All processes were conducted in Japanese.
The extracted review data were then analyzed using the Japanese morphological analysis software MeCab [25] and its system dictionary mecab-ipadic-NEolog [26] to extract the nouns immediately preceding the target string combination (Fig 2). The mecab-ipadic-NEolog system dictionary can handle words and phrases that are not properly segmented by the standard MeCab dictionary by adding new specific expressions obtained from linguistic resources on the Internet. For example, if the noun "coconut oil" appears before the target string combination, the standard MeCab dictionary splits it into "coconut" and "oil" and cannot extract it correctly as a single noun. In this case, "oil" is incorrectly extracted, but mecab-ipadic-NEolog can be used to correctly extract "coconut oil". As the dataset was constructed from reviews posted on the Internet, analysis using this dictionary was considered appropriate. As a result, a total of 617,208 nouns and reviews containing them were identified. The same words written in different forms (Chinese character/Katakana/Hiragana, full width/half width) were then unified into the form with the highest number of occurrences and the occurrences of each word were counted. After excluding 27 strings that were either not nouns or considered inappropriate as odour nouns (S1 Table), the 100 most frequently used odour nouns were selected for further analysis (Fig 3). The exclusion process was carried out by excluding words that six human evaluators agreed did not describe a concrete object that emitted an odour, until all the top 100 nouns were concrete objects.
In this study, the target string combinations were "no/noyouna/mitaina"+"nioi/kaori." In Japanese, the expression "X no nioi/kaori" denotes the odour of X itself, whereas "X noyouna nioi/kaori" and "X mitaina nioi/kaori" are used to express the nuance of smelling like X. Therefore, the sentences were segmented into words, and nouns appearing in X were extracted as odour nouns.

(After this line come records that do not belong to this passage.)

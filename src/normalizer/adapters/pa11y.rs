//! PA11Y raw output adapter: a JSON array of issue objects.

use serde_json::Value;

use crate::normalizer::pre_finding::PreFinding;

#[must_use]
pub fn parse(page_url: &str, raw: &Value) -> Vec<PreFinding> {
    let Some(issues) = raw.as_array() else {
        return Vec::new();
    };

    issues
        .iter()
        .filter_map(|issue| {
            let code = issue.get("code").and_then(Value::as_str)?;
            let message = issue.get("message").and_then(Value::as_str).unwrap_or(code);
            Some(PreFinding {
                rule_code: code.to_string(),
                raw_severity: issue.get("type").and_then(Value::as_str).unwrap_or("error").to_string(),
                element_selector: issue.get("selector").and_then(Value::as_str).map(str::to_string),
                context: issue.get("context").and_then(Value::as_str).map(str::to_string),
                message: message.to_string(),
                page_url: page_url.to_string(),
            })
        })
        .collect()
}

#[cfg(test)]
mod tests {
    use super::*;

    #[test]
    fn extracts_issues_from_array() {
        let raw = serde_json::json!([
            {"code": "X.1", "type": "error", "message": "m", "selector": "img", "context": "<img>"}
        ]);
        let found = parse("http://x", &raw);
        assert_eq!(found.len(), 1);
        assert_eq!(found[0].rule_code, "X.1");
    }

    #[test]
    fn non_array_output_yields_no_prefindings() {
        assert!(parse("http://x", &serde_json::json!({"not": "an array"})).is_empty());
    }
}
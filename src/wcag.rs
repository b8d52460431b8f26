//! WCAG criterion references and POUR principle derivation.
//!
//! A WCAG success criterion is identified by a three-part dotted string
//! (`"1.1.1"`, `"2.4.4"`, ...). The first component names one of the four
//! top-level POUR principles; everything else about the criterion (its
//! title, level, description) is reference material we don't need to
//! reproduce to satisfy the spec, so this module stays small: parsing,
//! principle derivation, and a couple of well-known criteria used as
//! fallback defaults by the normalizer's rule table.

use serde::{Deserialize, Serialize};
use std::fmt;

/// One of the four top-level WCAG principles.
#[derive(Debug, Clone, Copy, PartialEq, Eq, Hash, Serialize, Deserialize)]
#[serde(rename_all = "UPPERCASE")]
pub enum WCAGPrinciple {
    Perceivable,
    Operable,
    Understandable,
    Robust,
}

impl fmt::Display for WCAGPrinciple {
    fn fmt(&self, f: &mut fmt::Formatter<'_>) -> fmt::Result {
        match self {
            Self::Perceivable => write!(f, "PERCEIVABLE"),
            Self::Operable => write!(f, "OPERABLE"),
            Self::Understandable => write!(f, "UNDERSTANDABLE"),
            Self::Robust => write!(f, "ROBUST"),
        }
    }
}

impl WCAGPrinciple {
    /// Derive the principle from the first digit of a primary WCAG
    /// criterion string, per spec invariant (iii): `1→P, 2→O, 3→U, 4→R`.
    ///
    /// Returns `None` if the criterion doesn't start with a digit in
    /// `1..=4` (malformed criterion strings fall through to the
    /// normalizer's conservative default rather than panicking here).
    #[must_use]
    pub fn from_primary_criterion(criterion: &str) -> Option<Self> {
        match criterion.as_bytes().first() {
            Some(b'1') => Some(Self::Perceivable),
            Some(b'2') => Some(Self::Operable),
            Some(b'3') => Some(Self::Understandable),
            Some(b'4') => Some(Self::Robust),
            _ => None,
        }
    }
}

/// A WCAG success criterion reference, e.g. `"1.1.1"` or `"4.1.2"`.
///
/// Stored as the canonical dotted string rather than a parsed
/// `(principle, guideline, criterion)` triple: the rule table and every
/// scanner adapter produce and consume these as opaque strings, and only
/// the first digit is ever inspected (for POUR derivation).
pub type WCAGCriterion = String;

/// The conservative fallback criterion used when a scanner rule has no
/// entry in the rule table (spec §4.5 step 2): Robust / Parsing.
pub const DEFAULT_FALLBACK_CRITERION: &str = "4.1.1";

#[cfg(test)]
mod tests {
    use super::*;

    #[test]
    fn derives_principle_from_first_digit() {
        assert_eq!(
            WCAGPrinciple::from_primary_criterion("1.1.1"),
            Some(WCAGPrinciple::Perceivable)
        );
        assert_eq!(
            WCAGPrinciple::from_primary_criterion("2.4.4"),
            Some(WCAGPrinciple::Operable)
        );
        assert_eq!(
            WCAGPrinciple::from_primary_criterion("3.1.1"),
            Some(WCAGPrinciple::Understandable)
        );
        assert_eq!(
            WCAGPrinciple::from_primary_criterion("4.1.1"),
            Some(WCAGPrinciple::Robust)
        );
    }

    #[test]
    fn rejects_malformed_criterion() {
        assert_eq!(WCAGPrinciple::from_primary_criterion(""), None);
        assert_eq!(WCAGPrinciple::from_primary_criterion("x.1.1"), None);
    }
}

All words were collected in Japanese.
Hierarchical cluster analysis was conducted on the selected 100 odour nouns extracted by calculating the distance between nouns based on their co-occurrence frequency in the review. This analysis was performed based on the Euclidean distance between nouns using Ward’s method [27]. The Euclidean distance was calculated by normalising the feature vector of co-occurrence frequencies with other nouns in the review so that the sum of each vectors equals 1. For example, when taking the noun "eau de parfum" as an example of a co-occurrence frequency vector, the value of this vector is large (0.000318) in the noun "perfume", because "perfume" and "eau de parfum" co-occur frequently in the same review. This vector is also large in "vanilla" (0.000253), which is often used as a scent for perfume, but the noun " kitchen waste" and "eau de parfum" occur less frequently in the same sentence, so this vector in " kitchen waste" is small (0.000125). Therefore, the difference in the size of the vector "eau de parfum" in each noun is smaller for "perfume" and "vanilla" (0.000065) than for "perfume" and " kitchen waste" (0.000193). In this study, the co-occurrence frequencies of all nouns in all reviews are treated as vectors, and the Euclidean distances between nouns are determined from the difference in their magnitudes, thus clustering them to reflect the context in which the odour was experienced. The sum of each vector was normalised to 1 to remove the bias introduced by the vectors of some frequently occurring nouns. To determine the appropriate number of clusters, the Davies Bouldin Index [28] was calculated. For the hierarchical cluster analysis and the calculation of the Davies Bouldin index, "scipy.cluster " module and "sklearn.metrics" module were used in Python v3.
Results
With reference to the Davies Bouldin index for the obtained distance matrix (Fig 4), a hierarchical clustering structure with 15 clusters is shown in Fig 5.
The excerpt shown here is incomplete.